A própria disposição da arquitetura da residência de Julien (no andar debaixo é projetado as fotos dos soldados; no andar de cima está localizado o relicário dedicado à esposa) sugere o quão o protagonista flutua entre tais perdas. Se em ambos os cômodos Julien assume a posição de espectador, no mausoléu particular que construirá no cemitério, o protagonista irá se transferir para a posição de realizador, dispondo a mise-en-scène ao seu gosto, de maneira que o reflexo da luz das inúmeras velas adorne a foto de cada ente querido já falecido — em suma, tentando elaborar uma imagem viva através da “chama da vida”, como o próprio personagem se refere às incandescências. Agora, o tracking-shot segue a voz de Julien e não mais os seus olhos, como ocorrera nas cenas em que as figuras de Julie e Massigny nos foram apresentadas.
Considerando que o filósofo Gilles Deleuze, a partir de Henri Bergson, afirma que a imagem é movimento assim como a matéria é luz (logo, o plano de imanência das imagens está fundado no quádruplo imagem=movimento=matéria=luz), os três momentos de ‘O quarto verde’ em que a câmera de Truffaut propõe movimento às imagens fotográficas, significados a partir da concepção de Julien Davenne acerca de seu mausoléu, nos levam a deduzir que ‘O quarto verde’, em sua natureza, se refere à cinefilia para aproximar-se do desejo de fazer cinema, através do intuito de seu protagonista.
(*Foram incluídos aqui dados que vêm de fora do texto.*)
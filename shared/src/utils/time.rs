//! Time-related utilities

use std::sync::OnceLock;
use std::time::Instant;

/// Nanoseconds per second.
pub const NSEC_IN_SEC: u64 = 1_000_000_000;

static PROCESS_START: OnceLock<Instant> = OnceLock::new();

/// Monotonic nanoseconds since the first call in this process.
///
/// All host timestamps recorded by the tracer are on this timeline, so the
/// first caller anchors time zero for the whole profiling session.
pub fn monotonic_ns() -> u64 {
    PROCESS_START.get_or_init(Instant::now).elapsed().as_nanos() as u64
}

/// Convert device timer ticks to nanoseconds at the given tick frequency.
///
/// The intermediate product is widened to 128 bits so tick counts near the
/// timer mask cannot overflow.
pub fn ticks_to_ns(ticks: u64, frequency: u64) -> u64 {
    assert!(frequency > 0, "device timer frequency must be non-zero");
    (ticks as u128 * NSEC_IN_SEC as u128 / frequency as u128) as u64
}
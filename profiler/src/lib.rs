//! Profiling session layer for gpuscope
//!
//! Binds the interception/correlation core to the metric window aggregator:
//! one [`Profiler`] per profiling session, with an explicit
//! construct/enable/disable lifecycle and read-only report surfaces for an
//! external renderer.

pub mod convert;
pub mod session;

pub use convert::{ClockDomainConverter, HostAnchoredConverter, IdentityConverter};
pub use session::{AggregatedWindow, Profiler, ProfilerConfig, WindowRows};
Ou seja, um paralelo autoral à trajetória profissional do próprio Truffaut, que antes de cineasta, era crítico da revista Cahiers du Cinéma.
Construído no cemitério da província após o cômodo reservado à memória de Julie ter sido destruído em um incêndio, o mausoléu abriga não apenas a esposa, mas todos os entes queridos que passaram pela vida de Julien Davenne. Tanto a presença de Julie quanto a de Paul Massigny são constantes na narrativa, embora tais personagens nunca se materializem, nem mesmo na instância do flashback. A fotografia de Néstor Almendros realça a abundância das chamas das velas e traz para a imagem um brilho animador que revela a força da presença dos mortos no universo de Julien — ou ainda, o caráter de permanência de sua própria memória em relação a eles. O altar é composto pela fotografia de cada um deles: é aqui que surge a referência à cinefilia, através da iconografia fetichista. Na inviabilidade de possuir o objeto completo, tem-se o fragmento possível.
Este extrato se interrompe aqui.